▸ TASK REQUIREMENTS
Begin at the line containing "let subscription = Subscription::new();" in the entries below and end at the line containing "emitter carries a"; transcribe that range exactly and nothing outside it.

▸ MATERIAL FOR THE TASK
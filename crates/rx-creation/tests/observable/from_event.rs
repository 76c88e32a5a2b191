//! Tests for `Observable::from_event` — the observable face of `EventBridge`.

use std::sync::{Arc, Mutex};

use rx_creation::{
    observable::{Observable, Observer},
    reactive::{EventBridge, EventEmitter},
    types::{BridgeOptions, DeliveryPolicy},
    RxError,
};
use serde_json::{json, Value};

const EVENT: &str = "customEvent";

fn make_log<T: Send + 'static>() -> Arc<Mutex<Vec<T>>> {
    Arc::new(Mutex::new(Vec::new()))
}

fn push_to<T: Send + 'static>(log: &Arc<Mutex<Vec<T>>>) -> impl Fn(T) + Send + Sync + 'static {
    let log = Arc::clone(log);
    move |value| log.lock().unwrap().push(value)
}

#[test]
fn event_observable_emits_values_when_event_is_emitted() {
    let emitter: Arc<EventEmitter<Value>> = Arc::new(EventEmitter::new());
    let events = Observable::from_event(&emitter, EVENT).unwrap();
    let arr = make_log::<Value>();

    let _subs = events.subscribe(push_to(&arr));
    emitter.emit(EVENT, &json!(1));
    emitter.emit(EVENT, &json!(2));
    emitter.emit(EVENT, &json!(3));

    assert_eq!(*arr.lock().unwrap(), vec![json!(1), json!(2), json!(3)]);
}

#[test]
fn from_event_rejects_empty_name() {
    let emitter: Arc<EventEmitter<i32>> = Arc::new(EventEmitter::new());
    let result = Observable::from_event(&emitter, "");
    assert!(matches!(result, Err(RxError::InvalidEventName(_))));
}

#[test]
fn subscriptions_share_one_listener() {
    let emitter: Arc<EventEmitter<i32>> = Arc::new(EventEmitter::new());
    let events = Observable::from_event(&emitter, EVENT).unwrap();
    assert_eq!(emitter.listener_count(EVENT), 0);

    let a = events.subscribe(|_: i32| {});
    let b = events.subscribe(|_: i32| {});
    assert_eq!(emitter.listener_count(EVENT), 1);

    a.unsubscribe();
    assert_eq!(emitter.listener_count(EVENT), 1);
    b.unsubscribe();
    assert_eq!(emitter.listener_count(EVENT), 0);
}

#[test]
fn late_subscriber_sees_only_later_events() {
    let emitter: Arc<EventEmitter<i32>> = Arc::new(EventEmitter::new());
    let events = Observable::from_event(&emitter, EVENT).unwrap();
    let a = make_log::<i32>();
    let b = make_log::<i32>();

    let _sa = events.subscribe(push_to(&a));
    emitter.emit(EVENT, &1);
    let _sb = events.subscribe(push_to(&b));
    emitter.emit(EVENT, &2);

    assert_eq!(*a.lock().unwrap(), vec![1, 2]);
    assert_eq!(*b.lock().unwrap(), vec![2]);
}

#[test]
fn event_sequence_does_not_complete_on_unsubscribe() {
    let emitter: Arc<EventEmitter<i32>> = Arc::new(EventEmitter::new());
    let events = Observable::from_event(&emitter, EVENT).unwrap();
    let completed = Arc::new(Mutex::new(false));
    let completed_clone = Arc::clone(&completed);

    let sub = events.subscribe(
        Observer::new(|_: i32| {}).on_complete(move || *completed_clone.lock().unwrap() = true),
    );
    sub.unsubscribe();
    emitter.emit(EVENT, &1);

    assert!(!*completed.lock().unwrap());
    assert_eq!(emitter.listener_count(EVENT), 0);
}

#[test]
fn dropped_source_is_reported_to_error_handler() {
    let emitter: Arc<EventEmitter<i32>> = Arc::new(EventEmitter::new());
    let events = Observable::from_event(&emitter, EVENT).unwrap();
    drop(emitter);
    let errors = make_log::<RxError>();

    let sub = events.subscribe(Observer::new(|_: i32| {}).on_error(push_to(&errors)));

    assert!(sub.is_closed());
    assert_eq!(
        *errors.lock().unwrap(),
        vec![RxError::SourceDropped {
            event: EVENT.to_string()
        }]
    );
}

#[test]
fn disposed_bridge_is_reported_to_error_handler() {
    let emitter: Arc<EventEmitter<i32>> = Arc::new(EventEmitter::new());
    let bridge = EventBridge::new(&emitter, EVENT).unwrap();
    let events = Observable::from_bridge(bridge.clone());
    bridge.dispose();
    let errors = make_log::<RxError>();

    events.subscribe(Observer::new(|_: i32| {}).on_error(push_to(&errors)));

    assert!(matches!(
        errors.lock().unwrap().as_slice(),
        [RxError::BridgeDisposed { .. }]
    ));
}

#[test]
fn disposing_the_bridge_closes_observable_subscriptions() {
    let emitter: Arc<EventEmitter<i32>> = Arc::new(EventEmitter::new());
    let bridge = EventBridge::new(&emitter, EVENT).unwrap();
    let events = Observable::from_bridge(bridge.clone());
    let seen = make_log::<i32>();
    let completed = Arc::new(Mutex::new(false));
    let completed_clone = Arc::clone(&completed);

    let sub = events.subscribe(
        Observer::new(push_to(&seen)).on_complete(move || *completed_clone.lock().unwrap() = true),
    );
    emitter.emit(EVENT, &1);
    bridge.dispose();
    emitter.emit(EVENT, &2);

    assert!(sub.is_closed());
    assert!(!*completed.lock().unwrap(), "disposal ends the sequence silently");
    assert_eq!(*seen.lock().unwrap(), vec![1]);
    assert_eq!(emitter.listener_count(EVENT), 0);
    sub.unsubscribe();
}

#[test]
fn options_apply_to_every_subscription() {
    let emitter: Arc<EventEmitter<i32>> = Arc::new(EventEmitter::new());
    let reported = make_log::<RxError>();
    let reported_clone = Arc::clone(&reported);
    let options = BridgeOptions {
        delivery_policy: DeliveryPolicy::Isolate,
        on_delivery_error: Some(Arc::new(move |err: &RxError| {
            reported_clone.lock().unwrap().push(err.clone())
        })),
    };
    let events = Observable::from_event_with_options(&emitter, EVENT, options).unwrap();
    let healthy = make_log::<i32>();

    let _broken = events.subscribe(|_: i32| panic!("bad observer"));
    let _healthy = events.subscribe(push_to(&healthy));
    emitter.emit(EVENT, &1);

    assert_eq!(*healthy.lock().unwrap(), vec![1]);
    assert_eq!(reported.lock().unwrap().len(), 1);
}
//! Named-event source that bridges attach to.
//!
//! Each event name owns an ordered list of listeners. `emit` copies the list
//! for that name out of the lock and then runs it, which gives two rules:
//! a listener removed while an emission is running still hears that payload,
//! and a listener added while it is running first hears the next one.
//!
//! Nothing here catches listener panics; they unwind out of `emit`.
//! [`EventBridge`](super::EventBridge) applies its delivery policy on top.

use std::collections::HashMap;
use std::sync::atomic::{AtomicU64, Ordering};
use std::sync::Arc;

use parking_lot::Mutex;

/// Handle for a registered listener, unique within one emitter.
pub type ListenerId = u64;

pub type ListenerFn<T> = dyn Fn(&T) + Send + Sync;

type Listeners<T> = Vec<(ListenerId, Arc<ListenerFn<T>>)>;

/// Synchronous emitter of `T` payloads keyed by event name.
///
/// Shared by `&self`; listeners may call [`on`](Self::on) or
/// [`off`](Self::off) on the same emitter while being run.
pub struct EventEmitter<T> {
    by_name: Mutex<HashMap<String, Listeners<T>>>,
    next_id: AtomicU64,
}

impl<T> EventEmitter<T> {
    pub fn new() -> Self {
        Self {
            by_name: Mutex::new(HashMap::new()),
            next_id: AtomicU64::new(1),
        }
    }

    /// Add `callback` to the listeners of `name`.
    ///
    /// IDs are unique across all names of this emitter.
    pub fn on(
        &self,
        name: impl Into<String>,
        callback: impl Fn(&T) + Send + Sync + 'static,
    ) -> ListenerId {
        let id = self.next_id.fetch_add(1, Ordering::Relaxed);
        self.by_name
            .lock()
            .entry(name.into())
            .or_default()
            .push((id, Arc::new(callback)));
        id
    }

    /// Remove listener `id` from `name`. Unknown ids are ignored.
    pub fn off(&self, name: &str, id: ListenerId) {
        let mut by_name = self.by_name.lock();
        let Some(list) = by_name.get_mut(name) else {
            return;
        };
        list.retain(|(lid, _)| *lid != id);
        if list.is_empty() {
            by_name.remove(name);
        }
    }

    /// Run every listener of `name` with `payload`, in registration order.
    pub fn emit(&self, name: &str, payload: &T) {
        let targets: Vec<Arc<ListenerFn<T>>> = self
            .by_name
            .lock()
            .get(name)
            .map(|list| list.iter().map(|(_, f)| Arc::clone(f)).collect())
            .unwrap_or_default();
        targets.iter().for_each(|listener| listener(payload));
    }

    pub fn listener_count(&self, name: &str) -> usize {
        self.by_name.lock().get(name).map_or(0, Vec::len)
    }

    /// Listeners across all names.
    pub fn size(&self) -> usize {
        self.by_name.lock().values().map(Vec::len).sum()
    }

    /// Names that currently have at least one listener, sorted.
    pub fn event_names(&self) -> Vec<String> {
        let mut names: Vec<String> = self.by_name.lock().keys().cloned().collect();
        names.sort();
        names
    }
}

impl<T> Default for EventEmitter<T> {
    fn default() -> Self {
        Self::new()
    }
}
//! Observable creation patterns over a small synchronous reactive core.
//!
//! - [`observable`] — [`Observable`](observable::Observable) and its creation
//!   operators (`new`, `of`, `from_values`, `defer`, `empty`, `from_event`).
//! - [`reactive`] — [`EventEmitter`](reactive::EventEmitter) and
//!   [`EventBridge`](reactive::EventBridge), which exposes a named event as a
//!   subscribable sequence.

pub mod error;
pub mod types;

pub mod observable;
pub mod reactive;

pub use error::{Result, RxError};
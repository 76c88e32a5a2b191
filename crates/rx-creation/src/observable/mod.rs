//! Observable sequences and their creation operators.
//!
//! # Overview
//!
//! [`Observable<T>`] is cold and synchronous: every [`subscribe`] runs the
//! producer afresh on the calling thread and hands it a [`Subscriber`]. The
//! producer may return a [`Teardown`], which runs when the subscription is
//! closed (by the consumer, or by `error`/`complete`).
//!
//! Creation operators:
//!
//! | operator | emits |
//! |---|---|
//! | [`Observable::new`] | whatever the producer pushes |
//! | [`Observable::of`] | the given values, then completes |
//! | [`Observable::from_values`] | a fresh pass over the iterable, then completes |
//! | [`Observable::defer`] | the observable built by the factory at subscribe time |
//! | [`Observable::empty`] | nothing; completes immediately |
//! | [`Observable::from_event`] | payloads of a named event, never completes |
//!
//! # Modules
//!
//! - [`observer`] — [`Observer<T>`] handler set.
//! - [`subscriber`] — [`Subscriber<T>`] producer-side sink.
//! - [`subscription`] — [`Subscription`] disposable handle.
//!
//! [`subscribe`]: Observable::subscribe

pub mod observer;
pub mod subscriber;
pub mod subscription;

use std::sync::Arc;

pub use observer::Observer;
pub use subscriber::Subscriber;
pub use subscription::{Subscription, Teardown};

use crate::error::Result;
use crate::reactive::{EventBridge, EventEmitter};
use crate::types::BridgeOptions;

/// Producer closure run on every subscription.
pub type ProducerFn<T> = dyn Fn(Subscriber<T>) -> Option<Teardown> + Send + Sync;

/// A cold sequence of `T` values.
pub struct Observable<T> {
    producer: Arc<ProducerFn<T>>,
}

impl<T> Clone for Observable<T> {
    fn clone(&self) -> Self {
        Self {
            producer: Arc::clone(&self.producer),
        }
    }
}

impl<T> Observable<T>
where
    T: Send + Sync + 'static,
{
    /// Build an observable from a producer.
    ///
    /// ```
    /// use rx_creation::observable::Observable;
    ///
    /// let numbers = Observable::<i32>::new(|subscriber| {
    ///     subscriber.next(1);
    ///     subscriber.next(2);
    ///     subscriber.next(3);
    ///     subscriber.complete();
    ///     None
    /// });
    /// numbers.subscribe(|n: i32| assert!(n <= 3));
    /// ```
    pub fn new(
        producer: impl Fn(Subscriber<T>) -> Option<Teardown> + Send + Sync + 'static,
    ) -> Self {
        Self {
            producer: Arc::new(producer),
        }
    }

    /// Emit `values` in order, then complete.
    pub fn of(values: impl Into<Vec<T>>) -> Self
    where
        T: Clone,
    {
        let values: Vec<T> = values.into();
        Self::from_values(values)
    }

    /// Iterate `iterable` on every subscription, then complete.
    ///
    /// Stops early if the consumer unsubscribes mid-iteration.
    pub fn from_values<I>(iterable: I) -> Self
    where
        I: IntoIterator<Item = T> + Clone + Send + Sync + 'static,
    {
        Self::new(move |subscriber| {
            for value in iterable.clone() {
                if subscriber.is_closed() {
                    return None;
                }
                subscriber.next(value);
            }
            subscriber.complete();
            None
        })
    }

    /// Call `factory` on every subscription and subscribe to its result.
    ///
    /// The factory is never memoized: each subscriber sees a freshly built
    /// observable.
    pub fn defer(factory: impl Fn() -> Observable<T> + Send + Sync + 'static) -> Self {
        Self::new(move |subscriber| {
            let inner = factory().subscribe(subscriber.to_observer());
            Some(Box::new(move || inner.unsubscribe()))
        })
    }

    /// Complete immediately without emitting.
    pub fn empty() -> Self {
        Self::new(|subscriber| {
            subscriber.complete();
            None
        })
    }

    /// Subscribe `observer` and run the producer.
    pub fn subscribe(&self, observer: impl Into<Observer<T>>) -> Subscription {
        let subscription = Subscription::new();
        let subscriber = Subscriber::new(observer.into(), subscription.clone());
        if let Some(teardown) = (self.producer)(subscriber) {
            subscription.add(teardown);
        }
        subscription
    }
}

impl<T> Observable<T>
where
    T: Clone + Send + Sync + 'static,
{
    /// Observe payloads emitted under `name` on `source`.
    ///
    /// All subscriptions share one [`EventBridge`], so the emitter carries a
    /// single listener while any of them is live. The sequence never
    /// completes; end it by unsubscribing.
    pub fn from_event(source: &Arc<EventEmitter<T>>, name: impl Into<String>) -> Result<Self> {
        Ok(Self::from_bridge(EventBridge::new(source, name)?))
    }

    /// [`from_event`](Self::from_event) with explicit bridge options.
    pub fn from_event_with_options(
        source: &Arc<EventEmitter<T>>,
        name: impl Into<String>,
        options: BridgeOptions,
    ) -> Result<Self> {
        Ok(Self::from_bridge(EventBridge::with_options(
            Arc::downgrade(source),
            name,
            options,
        )?))
    }

    /// Wrap an existing bridge. Subscription failures (dropped source,
    /// disposed bridge) are delivered to the observer's `error` handler.
    ///
    /// Disposing the bridge closes the outer subscription too, silently.
    pub fn from_bridge(bridge: EventBridge<T>) -> Self {
        Self::new(move |subscriber| match bridge.subscribe(subscriber.to_observer()) {
            Ok(inner) => {
                let outer = subscriber.subscription().clone();
                inner.add(Box::new(move || outer.unsubscribe()));
                Some(Box::new(move || inner.unsubscribe()))
            }
            Err(err) => {
                subscriber.error(err);
                None
            }
        })
    }
}
//! EventName — the validated topic a bridge listens on.

use std::fmt;

use crate::error::{Result, RxError};

/// A non-empty event name.
#[derive(Debug, Clone, PartialEq, Eq, Hash)]
pub struct EventName(String);

impl EventName {
    /// Validate and wrap `name`.
    ///
    /// Returns [`RxError::InvalidEventName`] for an empty string.
    pub fn new(name: impl Into<String>) -> Result<Self> {
        let name = name.into();
        if name.is_empty() {
            return Err(RxError::InvalidEventName(name));
        }
        Ok(Self(name))
    }

    pub fn as_str(&self) -> &str {
        &self.0
    }
}

impl AsRef<str> for EventName {
    fn as_ref(&self) -> &str {
        &self.0
    }
}

impl fmt::Display for EventName {
    fn fmt(&self, f: &mut fmt::Formatter<'_>) -> fmt::Result {
        f.write_str(&self.0)
    }
}

impl TryFrom<&str> for EventName {
    type Error = RxError;

    fn try_from(value: &str) -> Result<Self> {
        Self::new(value)
    }
}

impl TryFrom<String> for EventName {
    type Error = RxError;

    fn try_from(value: String) -> Result<Self> {
        Self::new(value)
    }
}
//! Subscription — the disposable handle returned by every `subscribe`.
//!
//! A subscription owns a list of teardown closures. `unsubscribe()` flips the
//! closed flag first and then runs each teardown exactly once, so deliveries
//! guarded by `is_closed()` stop before any teardown runs. Dropping a handle
//! does NOT unsubscribe.

use std::sync::atomic::{AtomicBool, Ordering};
use std::sync::Arc;

use parking_lot::Mutex;

/// An owned one-shot closure that releases a subscription's resources.
pub type Teardown = Box<dyn FnOnce() + Send + Sync>;

struct SubscriptionInner {
    closed: AtomicBool,
    teardowns: Mutex<Vec<Teardown>>,
}

/// Cloneable disposable handle. Clones share state.
#[derive(Clone)]
pub struct Subscription {
    inner: Arc<SubscriptionInner>,
}

impl Subscription {
    /// An open subscription with no teardown.
    pub fn new() -> Self {
        Self {
            inner: Arc::new(SubscriptionInner {
                closed: AtomicBool::new(false),
                teardowns: Mutex::new(Vec::new()),
            }),
        }
    }

    /// An open subscription that runs `teardown` on unsubscribe.
    pub fn from_teardown(teardown: impl FnOnce() + Send + Sync + 'static) -> Self {
        let sub = Self::new();
        sub.add(Box::new(teardown));
        sub
    }

    /// A subscription that is already closed.
    pub fn closed() -> Self {
        let sub = Self::new();
        sub.inner.closed.store(true, Ordering::Release);
        sub
    }

    /// Register another teardown.
    ///
    /// If the subscription is already closed, `teardown` runs immediately.
    pub fn add(&self, teardown: Teardown) {
        {
            let mut guard = self.inner.teardowns.lock();
            // Checked under the lock: unsubscribe() sets `closed` before it
            // takes the list, so a teardown is either drained or run here.
            if !self.inner.closed.load(Ordering::Acquire) {
                guard.push(teardown);
                return;
            }
        }
        teardown();
    }

    /// Close the subscription and run its teardowns.
    ///
    /// Idempotent: a second call has no effect.
    pub fn unsubscribe(&self) {
        if self.inner.closed.swap(true, Ordering::AcqRel) {
            return;
        }
        let teardowns: Vec<Teardown> = std::mem::take(&mut *self.inner.teardowns.lock());
        for teardown in teardowns {
            teardown();
        }
    }

    pub fn is_closed(&self) -> bool {
        self.inner.closed.load(Ordering::Acquire)
    }
}

impl Default for Subscription {
    fn default() -> Self {
        Self::new()
    }
}

impl std::fmt::Debug for Subscription {
    fn fmt(&self, f: &mut std::fmt::Formatter<'_>) -> std::fmt::Result {
        f.debug_struct("Subscription")
            .field("closed", &self.is_closed())
            .finish()
    }
}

▸ ANSWER SPACE
        let subscription = Subscription::new();
        let subscriber = Subscriber::new(observer.into(), subscription.clone());
        if let Some(teardown) = (self.producer)(subscriber) {
            subscription.add(teardown);
        }
        subscription
    }
}

impl<T> Observable<T>
where
    T: Clone + Send + Sync + 'static,
{
    /// Observe payloads emitted under `name` on `source`.
    ///
    /// All subscriptions share one [`EventBridge`], so the emitter carries a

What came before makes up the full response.